Aveva già ascoltato due storie su Iron Man, il suo supereroe preferito, e le parole erano state accompagnate da tanta camomilla al miele.
Sua madre gli aveva fatto una serie di teneri grattini sulla schiena, tra le scapole e si era pure cimentata in una ninna nanna di quelle lente e soporifere.

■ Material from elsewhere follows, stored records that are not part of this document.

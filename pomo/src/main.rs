use anyhow::Result;
use std::io;
use std::sync::mpsc;
use std::time::{Duration, Instant};

use crossterm::{
    event::{self, DisableMouseCapture, EnableMouseCapture, Event, KeyCode, KeyEventKind},
    execute,
    terminal::{disable_raw_mode, enable_raw_mode, EnterAlternateScreen, LeaveAlternateScreen},
};
use ratatui::{
    backend::{Backend, CrosstermBackend},
    Terminal,
};
use tracing::warn;

mod app;
mod config;
mod ipc;
mod persistence;
mod timer;
mod ui;
mod update;

use app::{App, AppMode};
use config::Config;
use ipc::server::IpcRequest;
use persistence::Persistence;
use pomo_ipc::{Command, Response};
use update::{feed, UpdateChecker, UpdateEvent};

/// Delay before the launch update check so it never competes with startup.
const LAUNCH_CHECK_DELAY: Duration = Duration::from_secs(2);

fn main() -> Result<()> {
    init_logging();

    let config = config::load_config()?;
    let mut app = Persistence::load()?.unwrap_or_else(App::new);
    app.normalize();

    let mut checker = UpdateChecker::new(
        feed::GITHUB_REPO,
        env!("CARGO_PKG_VERSION"),
        Persistence::update_state_path()?,
    );

    // Update worker results and ctl commands both land in the main loop;
    // nothing else ever mutates app or checker state.
    let (update_tx, update_rx) = mpsc::channel();
    let (ipc_tx, ipc_rx) = mpsc::channel();

    std::thread::spawn(move || {
        let runtime = match tokio::runtime::Builder::new_current_thread()
            .enable_io()
            .build()
        {
            Ok(runtime) => runtime,
            Err(e) => {
                warn!("IPC runtime failed to start: {}", e);
                return;
            }
        };
        if let Err(e) = runtime.block_on(ipc::server::start(ipc_tx)) {
            warn!("IPC server stopped: {}", e);
        }
    });

    let launch_check_at = if config.update.auto_check
        && checker.launch_check_due(config.update.check_on_launch)
    {
        Some(Instant::now() + LAUNCH_CHECK_DELAY)
    } else {
        None
    };

    // Setup terminal
    enable_raw_mode()?;
    let mut stdout = io::stdout();
    execute!(stdout, EnterAlternateScreen, EnableMouseCapture)?;
    let backend = CrosstermBackend::new(stdout);
    let mut terminal = Terminal::new(backend)?;

    let res = run_app(
        &mut terminal,
        &mut app,
        &mut checker,
        &config,
        &update_tx,
        &update_rx,
        &ipc_rx,
        launch_check_at,
    );

    // Restore terminal
    disable_raw_mode()?;
    execute!(
        terminal.backend_mut(),
        LeaveAlternateScreen,
        DisableMouseCapture
    )?;
    terminal.show_cursor()?;

    if let Err(err) = res {
        eprintln!("Error: {:?}", err);
    }

    Ok(())
}

fn init_logging() {
    let Ok(path) = Persistence::log_path() else {
        return;
    };
    let Ok(file) = std::fs::File::options().create(true).append(true).open(path) else {
        return;
    };
    let filter = tracing_subscriber::EnvFilter::try_from_default_env()
        .unwrap_or_else(|_| tracing_subscriber::EnvFilter::new("info"));
    let _ = tracing_subscriber::fmt()
        .with_env_filter(filter)
        .with_writer(std::sync::Mutex::new(file))
        .with_ansi(false)
        .try_init();
}

#[allow(clippy::too_many_arguments)]
fn run_app<B: Backend>(
    terminal: &mut Terminal<B>,
    app: &mut App,
    checker: &mut UpdateChecker,
    config: &Config,
    update_tx: &mpsc::Sender<UpdateEvent>,
    update_rx: &mpsc::Receiver<UpdateEvent>,
    ipc_rx: &mpsc::Receiver<IpcRequest>,
    mut launch_check_at: Option<Instant>,
) -> Result<()> {
    let mut last_save = Instant::now();
    let mut last_tick = Instant::now();

    loop {
        terminal.draw(|f| ui::draw(f, app, checker, config))?;

        // One logical tick per second; idle timers ignore it.
        if last_tick.elapsed() >= Duration::from_secs(1) {
            last_tick = Instant::now();
            if app.tick_timer() {
                app.notify_timer_finished();
            }
        }

        // Apply update worker results on this thread only.
        while let Ok(event) = update_rx.try_recv() {
            match event {
                UpdateEvent::CheckFinished(result) => checker.apply_check_result(result),
                UpdateEvent::DownloadProgress { received, total } => {
                    checker.apply_download_progress(received, total)
                }
                UpdateEvent::DownloadFinished(result) => checker.apply_download_result(result),
            }
        }
        if checker.alert_pending && app.mode == AppMode::Normal {
            app.mode = AppMode::UpdatePrompt;
        }

        // Answer ctl clients.
        while let Ok(request) = ipc_rx.try_recv() {
            let response = handle_command(app, checker, update_tx, request.command);
            let _ = request.reply.send(response);
        }

        if let Some(at) = launch_check_at {
            if Instant::now() >= at {
                launch_check_at = None;
                checker.check_for_updates(update_tx);
            }
        }
        if launch_check_at.is_none()
            && checker.interval_check_due(config.update.auto_check, config.update.interval_hours)
        {
            checker.check_for_updates(update_tx);
        }

        // Auto-save every 5 seconds
        if last_save.elapsed().as_secs() > 5 {
            Persistence::save(app)?;
            last_save = Instant::now();
        }

        if event::poll(Duration::from_millis(100))? {
            if let Event::Key(key) = event::read()? {
                if key.kind == KeyEventKind::Press {
                    handle_key(app, checker, update_tx, key.code, &mut last_tick);
                }
            }
        }

        if app.should_quit {
            Persistence::save(app)?;
            return Ok(());
        }
    }
}

fn handle_key(
    app: &mut App,
    checker: &mut UpdateChecker,
    update_tx: &mpsc::Sender<UpdateEvent>,
    code: KeyCode,
    last_tick: &mut Instant,
) {
    match app.mode {
        AppMode::Normal => match code {
            KeyCode::Char('q') => app.should_quit = true,
            KeyCode::Char(' ') => {
                if app.timer.is_running() {
                    app.timer.stop();
                } else {
                    app.timer.start();
                    // Full first second, regardless of where the poll was.
                    *last_tick = Instant::now();
                }
            }
            KeyCode::Char('r') => app.timer.reset(true),
            KeyCode::Char('b') => app.timer.reset(false),
            KeyCode::Char('t') => {
                app.input_buffer.clear();
                app.mode = AppMode::EditingFocus;
            }
            KeyCode::Char('T') => {
                app.input_buffer.clear();
                app.mode = AppMode::EditingBreak;
            }
            KeyCode::Char('a') => {
                app.input_buffer.clear();
                app.mode = AppMode::AddingTodo;
            }
            KeyCode::Char('d') => app.remove_selected_todo(),
            KeyCode::Char('x') => app.toggle_selected_todo(),
            KeyCode::Char('n') => app.open_notes_editor(),
            KeyCode::Char('u') => {
                if checker.update_available {
                    app.mode = AppMode::UpdatePrompt;
                } else {
                    checker.check_for_updates(update_tx);
                }
            }
            KeyCode::Up | KeyCode::Char('k') => app.move_selection_up(),
            KeyCode::Down | KeyCode::Char('j') => app.move_selection_down(),
            KeyCode::Esc => checker.error_message = None,
            _ => {}
        },
        AppMode::AddingTodo | AppMode::EditingFocus | AppMode::EditingBreak => match code {
            KeyCode::Esc => {
                app.mode = AppMode::Normal;
                app.input_buffer.clear();
            }
            KeyCode::Enter => app.handle_char('\n'),
            KeyCode::Backspace => app.handle_backspace(),
            KeyCode::Char(c) => app.handle_char(c),
            _ => {}
        },
        AppMode::EditingNotes => match code {
            KeyCode::Esc => app.commit_notes(),
            KeyCode::Enter => app.handle_char('\n'),
            KeyCode::Backspace => app.handle_backspace(),
            KeyCode::Char(c) => app.handle_char(c),
            _ => {}
        },
        AppMode::UpdatePrompt => match code {
            KeyCode::Char('d') | KeyCode::Enter => {
                checker.dismiss_alert();
                checker.download_and_install(update_tx);
                app.mode = AppMode::Normal;
            }
            KeyCode::Char('s') => {
                checker.skip_this_version();
                app.mode = AppMode::Normal;
            }
            KeyCode::Char('l') => {
                checker.remind_me_later();
                app.mode = AppMode::Normal;
            }
            KeyCode::Esc => {
                checker.dismiss_alert();
                app.mode = AppMode::Normal;
            }
            _ => {}
        },
    }
}

fn handle_command(
    app: &mut App,
    checker: &mut UpdateChecker,
    update_tx: &mpsc::Sender<UpdateEvent>,
    command: Command,
) -> Response {
    match command {
        Command::Start => {
            app.timer.start();
            Response::Ok
        }
        Command::Stop => {
            app.timer.stop();
            Response::Ok
        }
        Command::Reset { to_break } => {
            app.timer.reset(!to_break);
            Response::Ok
        }
        Command::Status => Response::Status(app.timer_status()),
        Command::AddTodo { title } => {
            if title.is_empty() {
                Response::Error("todo title cannot be empty".to_string())
            } else {
                app.add_todo(title);
                Response::Ok
            }
        }
        Command::ListTodos => Response::Todos(app.todos.clone()),
        Command::ToggleTodo { id } => {
            if app.toggle_todo(id) {
                Response::Ok
            } else {
                Response::Error(format!("no todo with id {}", id))
            }
        }
        Command::RemoveTodo { id } => {
            if app.remove_todo(id) {
                Response::Ok
            } else {
                Response::Error(format!("no todo with id {}", id))
            }
        }
        Command::CheckUpdates => {
            checker.check_for_updates(update_tx);
            Response::Ok
        }
    }
}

Si stava per addormentare lei stessa, dopo tutto questo!
Quasi arresa, sospirò,

- Vuoi spiegare alla mamma perché non ti vuoi addormentare? -

Una domanda forse un po' pretenziosa, fatta ad un bambino di neanche quattro anni.
Ma Tommy era sveglio.

- Ci sono "i brutti", di là, con papà -

Lei si accigliò, continuando a guardare il bambino.
I sensi del piccolo erano molto più sviluppati di quelli di qualsiasi altro infante.
Ed anche di un qualsiasi altro adulto.
La sua percezione della realtà era amplificata.
Una capacità derivata probabilmente dalla combinazione di dna speciale.
Una delle tante capacità.

Si alzò in piedi.

- Ok. Resta qui e non muoverti per nessun motivo – gli mise in mano il telefono con un numero già pronto, - chiama zio Steve, digli "dei brutti", ma parla a bassa voce. -

- Mamma, resta con me... -  la pregò, cercando di afferrarla per un braccio. Lei avvicinò il volto a quello del piccolo, quasi a strofinare i due nasi,

- Torno subito. Tu resta qui e chiama zio Steve. -

Lo baciò velocemente sulla fronte, spettinando la folta chioma corvina e lentamente sgusciò fuori dalla stanza, chiudendo la porta alle sue spalle.
Spostandosi verso il salotto fece una veloce tappa in camera da letto, dove afferrò la sua katana. Poi, lentamente raggiunse l'altra stanza.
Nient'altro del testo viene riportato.